Live in Memphis, a multi-media release issued this month by Omnivore, ends up making a far better case for the inclusion of two Seattle interlopers. Where they’d been careful before, too aware it seems of the loud footsteps echoing behind from Chris Bell and Andy Hummel, this October 29, 1994 show finds Auer and Stringfellow (and, thus, Big Star) playing with a brawny confidence.

The always-enigmatic Chilton’s symbiotic interplay with Auer is of special note, as a crowd of Big Star’s legacy friends and family warm to the proceedings. Stringfellow is also in lockstep with Stephens.

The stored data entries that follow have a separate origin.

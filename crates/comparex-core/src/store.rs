//! Client-local persisted key/value storage.
//!
//! The compare-set, wishlist and pending preselect all persist through the
//! [`LocalStore`] trait so they can run against a directory on disk
//! ([`FileStore`]) or purely in memory ([`MemoryStore`]) in tests.
//!
//! Values are JSON-encoded arrays. Reading is forgiving: a missing key, an
//! unreadable file or content that does not parse all come back as an empty
//! collection (logged at `warn` when something was actually there).

use std::collections::HashMap;
use std::path::{Path, PathBuf};
use std::sync::Mutex;

use serde::de::DeserializeOwned;
use serde::Serialize;
use thiserror::Error;

/// Storage key holding the compare-set.
pub const COMPARE_LIST_KEY: &str = "compareList";
/// Storage key holding the wishlist.
pub const WISHLIST_KEY: &str = "wishlist";
/// Storage key holding a product id to preselect after sign-in.
pub const PENDING_PRESELECT_KEY: &str = "comparex_pending_preselect";

#[derive(Debug, Error)]
pub enum StoreError {
    #[error("storage I/O failed for key {key}: {source}")]
    Io {
        key: String,
        #[source]
        source: std::io::Error,
    },
    #[error("could not encode value for key {key}: {source}")]
    Serialize {
        key: String,
        #[source]
        source: serde_json::Error,
    },
    #[error("storage lock poisoned")]
    Poisoned,
}

/// Raw string storage addressed by key.
pub trait LocalStore {
    /// Returns the stored value, or `None` when the key has never been written.
    ///
    /// # Errors
    ///
    /// Returns [`StoreError`] when the backing medium cannot be read.
    fn read(&self, key: &str) -> Result<Option<String>, StoreError>;

    /// Replaces the value stored under `key`.
    ///
    /// # Errors
    ///
    /// Returns [`StoreError`] when the backing medium cannot be written.
    fn write(&self, key: &str, value: &str) -> Result<(), StoreError>;

    /// Deletes `key`. Removing a missing key is not an error.
    ///
    /// # Errors
    ///
    /// Returns [`StoreError`] when the backing medium cannot be modified.
    fn remove(&self, key: &str) -> Result<(), StoreError>;
}

impl<S: LocalStore + ?Sized> LocalStore for &S {
    fn read(&self, key: &str) -> Result<Option<String>, StoreError> {
        (**self).read(key)
    }

    fn write(&self, key: &str, value: &str) -> Result<(), StoreError> {
        (**self).write(key, value)
    }

    fn remove(&self, key: &str) -> Result<(), StoreError> {
        (**self).remove(key)
    }
}

/// In-process store, mainly for tests.
#[derive(Debug, Default)]
pub struct MemoryStore {
    entries: Mutex<HashMap<String, String>>,
}

impl MemoryStore {
    #[must_use]
    pub fn new() -> Self {
        Self::default()
    }
}

impl LocalStore for MemoryStore {
    fn read(&self, key: &str) -> Result<Option<String>, StoreError> {
        let entries = self.entries.lock().map_err(|_| StoreError::Poisoned)?;
        Ok(entries.get(key).cloned())
    }

    fn write(&self, key: &str, value: &str) -> Result<(), StoreError> {
        let mut entries = self.entries.lock().map_err(|_| StoreError::Poisoned)?;
        entries.insert(key.to_string(), value.to_string());
        Ok(())
    }

    fn remove(&self, key: &str) -> Result<(), StoreError> {
        let mut entries = self.entries.lock().map_err(|_| StoreError::Poisoned)?;
        entries.remove(key);
        Ok(())
    }
}

/// One `<key>.json` file per key inside a state directory.
///
/// Writes go to a sibling temp file first and are renamed into place, so a
/// crash mid-write leaves the previous value intact.
#[derive(Debug, Clone)]
pub struct FileStore {
    dir: PathBuf,
}

impl FileStore {
    #[must_use]
    pub fn new(dir: impl Into<PathBuf>) -> Self {
        Self { dir: dir.into() }
    }

    #[must_use]
    pub fn dir(&self) -> &Path {
        &self.dir
    }

    fn path_for(&self, key: &str) -> PathBuf {
        self.dir.join(format!("{key}.json"))
    }

    fn io_error(key: &str, source: std::io::Error) -> StoreError {
        StoreError::Io {
            key: key.to_string(),
            source,
        }
    }
}

impl LocalStore for FileStore {
    fn read(&self, key: &str) -> Result<Option<String>, StoreError> {
        match std::fs::read_to_string(self.path_for(key)) {
            Ok(content) => Ok(Some(content)),
            Err(e) if e.kind() == std::io::ErrorKind::NotFound => Ok(None),
            Err(e) => Err(Self::io_error(key, e)),
        }
    }

    fn write(&self, key: &str, value: &str) -> Result<(), StoreError> {
        std::fs::create_dir_all(&self.dir).map_err(|e| Self::io_error(key, e))?;
        let target = self.path_for(key);
        let staging = self.dir.join(format!(".{key}.json.tmp"));
        std::fs::write(&staging, value).map_err(|e| Self::io_error(key, e))?;
        std::fs::rename(&staging, &target).map_err(|e| Self::io_error(key, e))
    }

    fn remove(&self, key: &str) -> Result<(), StoreError> {
        match std::fs::remove_file(self.path_for(key)) {
            Ok(()) => Ok(()),
            Err(e) if e.kind() == std::io::ErrorKind::NotFound => Ok(()),
            Err(e) => Err(Self::io_error(key, e)),
        }
    }
}

/// Loads the JSON array stored under `key`.
///
/// Never fails: absent keys, read errors and corrupt content all yield an
/// empty `Vec`.
pub fn load_collection<T, S>(store: &S, key: &str) -> Vec<T>
where
    T: DeserializeOwned,
    S: LocalStore + ?Sized,
{
    let raw = match store.read(key) {
        Ok(Some(raw)) => raw,
        Ok(None) => return Vec::new(),
        Err(e) => {
            tracing::warn!(key, error = %e, "local store unreadable; starting empty");
            return Vec::new();
        }
    };

    match serde_json::from_str::<Vec<T>>(&raw) {
        Ok(items) => items,
        Err(e) => {
            tracing::warn!(key, error = %e, "local store content corrupt; starting empty");
            Vec::new()
        }
    }
}

/// Serialises `items` as a JSON array and writes it under `key`.
///
/// # Errors
///
/// Returns [`StoreError::Serialize`] if encoding fails or any error from
/// the underlying [`LocalStore::write`].
pub fn save_collection<T, S>(store: &S, key: &str, items: &[T]) -> Result<(), StoreError>
where
    T: Serialize,
    S: LocalStore + ?Sized,
{
    let encoded = serde_json::to_string(items).map_err(|source| StoreError::Serialize {
        key: key.to_string(),
        source,
    })?;
    store.write(key, &encoded)
}

#[cfg(test)]
mod tests {
    use super::*;

    #[test]
    fn load_missing_key_is_empty() {
        let store = MemoryStore::new();
        let items: Vec<i64> = load_collection(&store, "nothing-here");
        assert!(items.is_empty());
    }

    #[test]
    fn load_corrupt_content_is_empty() {
        let store = MemoryStore::new();
        store.write(WISHLIST_KEY, "{not json").unwrap();
        let items: Vec<i64> = load_collection(&store, WISHLIST_KEY);
        assert!(items.is_empty());
    }

    #[test]
    fn load_wrong_shape_is_empty() {
        let store = MemoryStore::new();
        store.write(WISHLIST_KEY, r#"{"id": 1}"#).unwrap();
        let items: Vec<i64> = load_collection(&store, WISHLIST_KEY);
        assert!(items.is_empty());
    }

    #[test]
    fn save_then_load_returns_items() {
        let store = MemoryStore::new();
        save_collection(&store, "ids", &[3_i64, 1, 2]).unwrap();
        let items: Vec<i64> = load_collection(&store, "ids");
        assert_eq!(items, vec![3, 1, 2]);
    }

    #[test]
    fn file_store_persists_across_instances() {
        let dir = tempfile::tempdir().expect("tempdir");
        let state_dir = dir.path().join("state");

        save_collection(&FileStore::new(&state_dir), COMPARE_LIST_KEY, &[7_i64]).unwrap();

        let reopened = FileStore::new(&state_dir);
        let items: Vec<i64> = load_collection(&reopened, COMPARE_LIST_KEY);
        assert_eq!(items, vec![7]);
        assert!(state_dir.join("compareList.json").exists());
    }

    #[test]
    fn file_store_remove_missing_key_is_ok() {
        let dir = tempfile::tempdir().expect("tempdir");
        let store = FileStore::new(dir.path());
        store.remove("never-written").expect("remove is idempotent");
        assert!(store.read("never-written").unwrap().is_none());
    }

    #[test]
    fn file_store_heals_corrupt_file() {
        let dir = tempfile::tempdir().expect("tempdir");
        std::fs::write(dir.path().join("wishlist.json"), "\u{0}\u{1}garbage").unwrap();
        let items: Vec<i64> = load_collection(&FileStore::new(dir.path()), WISHLIST_KEY);
        assert!(items.is_empty());
    }
}
use std::time::Duration;

use comparex_core::AppConfig;
use sqlx::{postgres::PgPoolOptions, PgPool};
use thiserror::Error;

const DEFAULT_MAX_CONNECTIONS: u32 = 10;
const DEFAULT_MIN_CONNECTIONS: u32 = 1;
const DEFAULT_ACQUIRE_TIMEOUT_SECS: u64 = 10;

// Relative to crates/comparex-db/Cargo.toml.
static MIGRATOR: sqlx::migrate::Migrator = sqlx::migrate!("../../migrations");

#[derive(Debug, Clone, Copy)]
pub struct PoolConfig {
    pub max_connections: u32,
    pub min_connections: u32,
    pub acquire_timeout_secs: u64,
}

impl Default for PoolConfig {
    fn default() -> Self {
        Self {
            max_connections: DEFAULT_MAX_CONNECTIONS,
            min_connections: DEFAULT_MIN_CONNECTIONS,
            acquire_timeout_secs: DEFAULT_ACQUIRE_TIMEOUT_SECS,
        }
    }
}

impl PoolConfig {
    #[must_use]
    pub fn from_app_config(config: &AppConfig) -> Self {
        Self {
            max_connections: config.db_max_connections,
            min_connections: config.db_min_connections,
            acquire_timeout_secs: config.db_acquire_timeout_secs,
        }
    }
}

#[derive(Debug, Error)]
pub enum DbError {
    #[error("DATABASE_URL is not set")]
    MissingDatabaseUrl,
    #[error("record not found")]
    NotFound,
    #[error(transparent)]
    Sqlx(#[from] sqlx::Error),
    #[error(transparent)]
    Migration(#[from] sqlx::migrate::MigrateError),
}

/// Connect to a Postgres pool using explicit URL and config.
///
/// # Errors
///
/// Returns [`sqlx::Error`] if the connection cannot be established.
pub async fn connect_pool(database_url: &str, config: PoolConfig) -> Result<PgPool, sqlx::Error> {
    PgPoolOptions::new()
        .max_connections(config.max_connections)
        .min_connections(config.min_connections)
        .acquire_timeout(Duration::from_secs(config.acquire_timeout_secs))
        .connect(database_url)
        .await
}

/// Connect using the URL and pool sizing carried by `config`.
///
/// # Errors
///
/// Returns [`DbError::MissingDatabaseUrl`] for a blank URL, or
/// [`DbError::Sqlx`] if the connection cannot be established.
pub async fn connect_pool_from_config(config: &AppConfig) -> Result<PgPool, DbError> {
    if config.database_url.trim().is_empty() {
        return Err(DbError::MissingDatabaseUrl);
    }
    connect_pool(&config.database_url, PoolConfig::from_app_config(config))
        .await
        .map_err(DbError::from)
}

/// Run all pending migrations against the pool.
///
/// Returns the number of migrations that were applied.
///
/// # Errors
///
/// Returns [`sqlx::migrate::MigrateError`] if any migration fails.
pub async fn run_migrations(pool: &PgPool) -> Result<usize, sqlx::migrate::MigrateError> {
    // _sqlx_migrations does not exist on a fresh database; count that as zero.
    let applied_before = applied_migrations(pool).await;
    MIGRATOR.run(pool).await?;
    let applied_after = applied_migrations(pool).await;

    let delta = (applied_after - applied_before).max(0);
    Ok(usize::try_from(delta).unwrap_or(0))
}

async fn applied_migrations(pool: &PgPool) -> i64 {
    sqlx::query_scalar::<_, i64>("SELECT COUNT(*) FROM _sqlx_migrations WHERE success = true")
        .fetch_one(pool)
        .await
        .unwrap_or(0)
}

/// Send a `SELECT 1` to verify the pool has a live connection.
///
/// # Errors
///
/// Returns [`sqlx::Error`] if the query fails.
pub async fn ping(pool: &PgPool) -> Result<(), sqlx::Error> {
    sqlx::query_scalar::<_, i32>("SELECT 1")
        .fetch_one(pool)
        .await?;
    Ok(())
}

/// Ping the pool and return a typed error on failure.
///
/// # Errors
///
/// Returns [`DbError`] if the ping fails.
pub async fn health_check(pool: &PgPool) -> Result<(), DbError> {
    ping(pool).await?;
    Ok(())
}


pub mod product_prices;
pub mod products;
pub mod seed;

pub use product_prices::{list_product_prices, replace_product_prices, PriceOfferRow};
pub use products::{
    create_product, delete_product, get_product, list_categories, list_products,
    list_products_by_ids, list_trending_products, update_product, ProductListFilters, ProductRow,
    TRENDING_LIMIT,
};
pub use seed::{seed_products, SeedSummary};
use axum::{extract::Request, http::HeaderValue, middleware::Next, response::Response};
use uuid::Uuid;

pub const REQUEST_ID_HEADER: &str = "x-request-id";

/// Newtype wrapping a request ID string, stored as a request extension.
#[derive(Debug, Clone)]
pub struct RequestId(pub String);

/// Axum middleware that extracts or generates a request ID.
///
/// If the incoming request has a non-empty `x-request-id` header, that value
/// is used. Otherwise a new `UUIDv4` is generated. The ID is:
/// - Inserted into request extensions as [`RequestId`]
/// - Set on the response as the `x-request-id` header
pub async fn request_id(mut req: Request, next: Next) -> Response {
    let id = incoming_request_id(req.headers().get(REQUEST_ID_HEADER))
        .map_or_else(|| Uuid::new_v4().to_string(), String::from);

    req.extensions_mut().insert(RequestId(id.clone()));

    let mut res = next.run(req).await;

    if let Ok(val) = HeaderValue::from_str(&id) {
        res.headers_mut().insert(REQUEST_ID_HEADER, val);
    }

    res
}

fn incoming_request_id(value: Option<&HeaderValue>) -> Option<&str> {
    value
        .and_then(|v| v.to_str().ok())
        .map(str::trim)
        .filter(|s| !s.is_empty())
}

#[cfg(test)]
mod tests {
    use super::*;

    #[test]
    fn incoming_request_id_is_reused() {
        let header = HeaderValue::from_static("req-123");
        assert_eq!(incoming_request_id(Some(&header)), Some("req-123"));
    }

    #[test]
    fn blank_request_id_is_ignored() {
        let header = HeaderValue::from_static("   ");
        assert_eq!(incoming_request_id(Some(&header)), None);
        assert_eq!(incoming_request_id(None), None);
    }
}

Live in Memphis — a 19-song film made by Chilton’s friend Danny Graflund, or a 20-song LP/CD/download — also finds Auer and Stringfellow taking credible turns on songs originally voiced by Chilton, “Back of a Car” and “Daisy Glaze,” respectively.

Moreover, as the group’s only full-length concert film, there are treasured opportunities to hear nervy live takes on Big Star classics like “September Gurls,” “For You,” “Ballad of El Goodo” and “Big Black Car,” to say nothing of offbeat covers like T. Rex’s “Baby Strange” and the show-closing “Slut” by Todd Rundgren.

Best of all, Live in Memphis is not perfect. But those moments when things go wrong, when Big Star isn’t perfect, connect in the same way: They bully through these missteps, like the tight unit they were becoming, like the friends they were destined to be until Alex Chilton’s untimely 2010 passing.

This is the sound of Big Star being reborn, finally.